Reprise des paroles de Jean Paul II
Benoît XVI s’est alors rappelé du «22 octobre 1978, quand le pape Jean Paul II commença son ministère ici, sur la Place Saint-Pierre». «Les paroles qu’il prononça alors résonnent encore et continuellement à mes oreilles : ’N’ayez pas peur, au contraire, ouvrez tout grand les portes au Christ’». «Le pape parlait aux forts, aux puissants du monde, qui avaient peur que le Christ les dépossède d’une part de leur pouvoir, s’ils l’avaient laissé entrer et s’ils avaient concédé la liberté à la foi». «Oui, a poursuivi Benoît XVI, il les aurait certainement dépossédés de quelque chose: de la domination de la corruption, du détournement du droit, de l’arbitraire», affirmant que le Seigneur «ne les aurait nullement dépossédés de ce qui appartient à la liberté de l’homme, à sa dignité, à l’édification d’une société juste».
Enfin, au terme de l’homélie, Benoît XVI s’est adressé particulièrement aux jeunes. «Je voudrais, avec une grande force et une grande conviction, à partir d’une longue expérience de vie personnelle, vous dire, à vous les jeunes : n’ayez pas peur du Christ !», leur a-t-il lancé.
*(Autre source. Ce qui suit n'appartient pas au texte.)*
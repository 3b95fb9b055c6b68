//! Configuração do pipeline de qualidade do ar (`binsense.toml`)
//!
//! ```toml
//! state_path = "savedState.dat"
//! sample_rate = "low_power"
//! temperature_offset = 0.0
//! save_interval = 10000
//! state_capacity = 139
//! ```

use crate::error::{ConfigError, ConfigResult};
use crate::fusion::{DEFAULT_SAVE_INTERVAL, DEFAULT_STATE_CAPACITY};
use crate::state_store::DEFAULT_STATE_FILE;
use crate::types::SampleRate;
use serde::{Deserialize, Serialize};
use std::path::{Path, PathBuf};

/// Nome padrão do arquivo de configuração
pub const CONFIG_FILE: &str = "binsense.toml";

/// Configuração do processador de qualidade do ar
#[derive(Debug, Clone, PartialEq, Serialize, Deserialize)]
pub struct AirConfig {
    /// Arquivo de estado persistido
    #[serde(default = "default_state_path")]
    pub state_path: PathBuf,

    /// Modo de amostragem passado à biblioteca
    #[serde(default)]
    pub sample_rate: SampleRate,

    /// Offset de temperatura (°C) subtraído pela biblioteca
    #[serde(default)]
    pub temperature_offset: f32,

    /// Cadência de gravação do backend de referência (amostras)
    #[serde(default = "default_save_interval")]
    pub save_interval: u64,

    /// Capacidade máxima do blob de estado (bytes)
    #[serde(default = "default_state_capacity")]
    pub state_capacity: usize,
}

impl Default for AirConfig {
    fn default() -> Self {
        Self {
            state_path: default_state_path(),
            sample_rate: SampleRate::default(),
            temperature_offset: 0.0,
            save_interval: default_save_interval(),
            state_capacity: default_state_capacity(),
        }
    }
}

fn default_state_path() -> PathBuf {
    PathBuf::from(DEFAULT_STATE_FILE)
}

fn default_save_interval() -> u64 {
    DEFAULT_SAVE_INTERVAL
}

fn default_state_capacity() -> usize {
    DEFAULT_STATE_CAPACITY
}

impl AirConfig {
    /// Parse a partir de TOML
    pub fn from_str(content: &str) -> ConfigResult<Self> {
        let config: Self = toml::from_str(content).map_err(|e| ConfigError::Parse(e.to_string()))?;
        config.validate()?;
        Ok(config)
    }

    /// Carrega de arquivo
    pub fn from_file(path: &Path) -> ConfigResult<Self> {
        let content = std::fs::read_to_string(path).map_err(|e| ConfigError::Read {
            path: path.display().to_string(),
            message: e.to_string(),
        })?;
        Self::from_str(&content)
    }

    /// Serializa para TOML
    pub fn to_toml_string(&self) -> ConfigResult<String> {
        toml::to_string_pretty(self).map_err(|e| ConfigError::Serialize(e.to_string()))
    }

    pub fn validate(&self) -> ConfigResult<()> {
        if !self.temperature_offset.is_finite() {
            return Err(ConfigError::Invalid(
                "temperature_offset must be a finite number".into(),
            ));
        }

        if self.save_interval == 0 {
            return Err(ConfigError::Invalid("save_interval must be > 0".into()));
        }

        if self.state_capacity == 0 {
            return Err(ConfigError::Invalid("state_capacity must be > 0".into()));
        }

        if self.state_path.as_os_str().is_empty() {
            return Err(ConfigError::Invalid("state_path must not be empty".into()));
        }

        Ok(())
    }
}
Il leur a précisé que le Christ «n’enlève rien» et «donne tout», affirmant que «celui qui se donne à lui reçoit le centuple» et concluant : «oui, ouvrez, ouvrez tout grand les portes au Christ, et vous trouverez la vraie vie». MS
Encadré:
Les Eglises orthodoxes représentées en force
De nombreux représentants des Eglises chrétiennes ont participé à la messe d’inauguration du pontificat de Benoît XVI. Comme pour les funérailles de Jean-Paul II, les délégations des Eglises orthodoxes ont été majoritairement représentées.
C’est le métropolite Chrysostome d’Ephèse et le métropolite Alexis de Carthage qui ont représenté respectivement le patriarcat oecuménique et le patriarcat grec-orthodoxe. Le président du département pour les relations extérieures du patriarcat de Moscou, le métropolite Kirill, a aussi été présent. Il avait déjà assisté aux obsèques de Jean Paul II, le 8 avril dernier. Par ailleurs, l’assemblée était également composée de délégations des Eglises orthodoxes d’Ukraine, de Serbie, de Georgie, de Bulgarie, des pays Tchèque et Slovaque, de Chypre, de Grèce et d’Albanie,ainsi que de représentants du patriarcat orthodoxe de Roumanie et de l’Eglise orthodoxe en Amérique. Les antiques Eglises orthodoxes orientales ont envoyé trois délégations: celle du patriarcat copte-orthodoxe d’Egypte, de l’Eglise apostolique arménienne et de l’Eglise arménienne de Cilicie.
L’archevêque de Canterbury, Rowan Williams, a assisté à l’intronisation de Benoît XVI, au nom de la communion anglicane. Les protestants, quant à eux, ont été représentés par des membres de l’Union d’Utrecht, de la Fédération luthérienne mondiale, du Conseil méthodiste mondial, de l’Alliance des Eglises réformées et de l’Eglise pentecôtiste.
Certaines organisations chrétiennes mondiales ont aussi assisté à la célébration, comme le Conseil oecuménique des Eglises et la Conférence des Eglises européennes.
Côté politique, les Etats-Unis sont représentés par le frère du président, le gouverneur de Floride Jeb Bush, l’Allemagne par le président Horst Koehler et le chancelier Gerhard Schroeder ainsi que par une importante délégation bavaroise – région d’origine du cardinal Ratzinger -, la France par le premier ministre Jean-Pierre Raffarin et le ministre des affaires étrangères Michel Barnier, et l’Espagne par le roi Juan Carlos et la reine Sofia.